Avec une signature chez Season of Mist – rien que ça ! -, George Kollias nous sort ainsi Invictus, sur lequel il a tout composé de A à Z, s’investissant jusqu’à jouer bien sûr de la batterie mais aussi des différentes guitares, laissant cependant à de prestigieux amis (Dallas Toler-Wade et Karl Sanders de Nile, George Emmanuel de Rotting Christ, Bob Katsionis de Firewind et Mike Papadopoulos de Cerebrum), le soin de s’occuper des soli de guitare ou de synthé les plus techniques. Quant au chant, assez proche de celui de Karl Sanders d’ailleurs, il est laissé à Mike Breazeale (les albums solo de Karl Sanders et des vocaux sur Nile) et Efthimis Karadimas (Nightfall).

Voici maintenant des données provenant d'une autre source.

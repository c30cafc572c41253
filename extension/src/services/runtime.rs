// chrome.runtime / chrome.tabs / chrome.scripting integration

use anyhow::{Context, Result};
use async_trait::async_trait;
use serde_json::{json, Value};
use wasm_bindgen::prelude::*;
use wasm_bindgen_futures::JsFuture;

use super::ChromePlatform;
use super::js::{js_error, to_js};

#[wasm_bindgen]
extern "C" {
    #[wasm_bindgen(js_namespace = ["chrome", "runtime"], js_name = sendMessage, catch)]
    fn send_message(message: JsValue) -> Result<js_sys::Promise, JsValue>;

    #[wasm_bindgen(js_namespace = ["chrome", "runtime"], js_name = getURL)]
    fn get_url(path: &str) -> String;

    #[wasm_bindgen(js_namespace = ["chrome", "tabs"], js_name = create, catch)]
    fn create_tab(properties: JsValue) -> Result<js_sys::Promise, JsValue>;

    #[wasm_bindgen(js_namespace = ["chrome", "scripting"], js_name = executeScript, catch)]
    fn execute_script(injection: JsValue) -> Result<js_sys::Promise, JsValue>;
}

/// Messaging between extension surfaces (popup, debug page, background)
#[async_trait(?Send)]
pub trait MessageBus {
    /// Send to every listening surface. Fails when nobody is listening.
    async fn broadcast(&self, message: Value) -> Result<()>;
}

/// Browser tab operations
#[async_trait(?Send)]
pub trait TabHost {
    /// Absolute URL of a page packaged with the extension
    fn extension_url(&self, path: &str) -> String;

    async fn open_tab(&self, url: &str) -> Result<()>;

    async fn inject_script(&self, tab_id: i32, files: &[String]) -> Result<()>;
}

#[async_trait(?Send)]
impl MessageBus for ChromePlatform {
    async fn broadcast(&self, message: Value) -> Result<()> {
        let promise = send_message(to_js(&message)?).map_err(js_error)?;
        JsFuture::from(promise)
            .await
            .map_err(js_error)
            .context("chrome.runtime.sendMessage failed")?;
        Ok(())
    }
}

#[async_trait(?Send)]
impl TabHost for ChromePlatform {
    fn extension_url(&self, path: &str) -> String {
        get_url(path)
    }

    async fn open_tab(&self, url: &str) -> Result<()> {
        let promise = create_tab(to_js(&json!({ "url": url }))?).map_err(js_error)?;
        JsFuture::from(promise)
            .await
            .map_err(js_error)
            .context("chrome.tabs.create failed")?;
        Ok(())
    }

    async fn inject_script(&self, tab_id: i32, files: &[String]) -> Result<()> {
        let injection = to_js(&json!({
            "target": { "tabId": tab_id },
            "files": files,
        }))?;

        let promise = execute_script(injection).map_err(js_error)?;
        JsFuture::from(promise)
            .await
            .map_err(js_error)
            .with_context(|| format!("chrome.scripting.executeScript on tab {} failed", tab_id))?;
        Ok(())
    }
}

Tout commence par une intro pharaonique réussie nous plongeant dans les ambiances sombres et antiques chères à Nile. Puis tout se déchaîne sur le morceau éponyme, nous révélant ce à quoi nous allons avoir droit tout au long de l’album, à savoir un death metal progressif basé sur un riffing lourd, souvent lent, hypnotique, enroulant ses notes autour d’une batterie forcément omniprésente, le tout relevé de quelques courts soli de guitares ne volant jamais la vedette au batteur (manquerait plus que ça sur un album de… batteur !!!). Le morceau est bien construit, doté d’une production en béton armé, et on pense immanquablement à Morbid Angel, Behemoth et Nile, avec une forte orientation sur les percussions. Puis arrive le morceau suivant, The Passage, qui – hormis le fait qu’il est relevé de quelques percussions orientales et que la vitesse s’est sensiblement accélérée -, donne le sentiment étrange d’être toujours plongé dans le morceau titre. Les riffs sont encore plus hypnotiques, procurant un sentiment d’urgence et de danger que renforce son ambiance alarmiste (putain, j’ai dû couper le mauvais fil, tous les gardes du goulag vont me sauter dessus !!!). Quant aux blasts, ils ont encore monté en puissance, mettant KO l’auditeur. C’est peut-être ici la faiblesse – toute relative, je vous rassure – de l’album : l’alignement de morceaux assez proches les uns des autres, tous dotés d’une puissance et d’une aura indéniables, mais ne laissant à aucun des rejetons de Kollias le soin de s’élever au-dessus de la mêlée.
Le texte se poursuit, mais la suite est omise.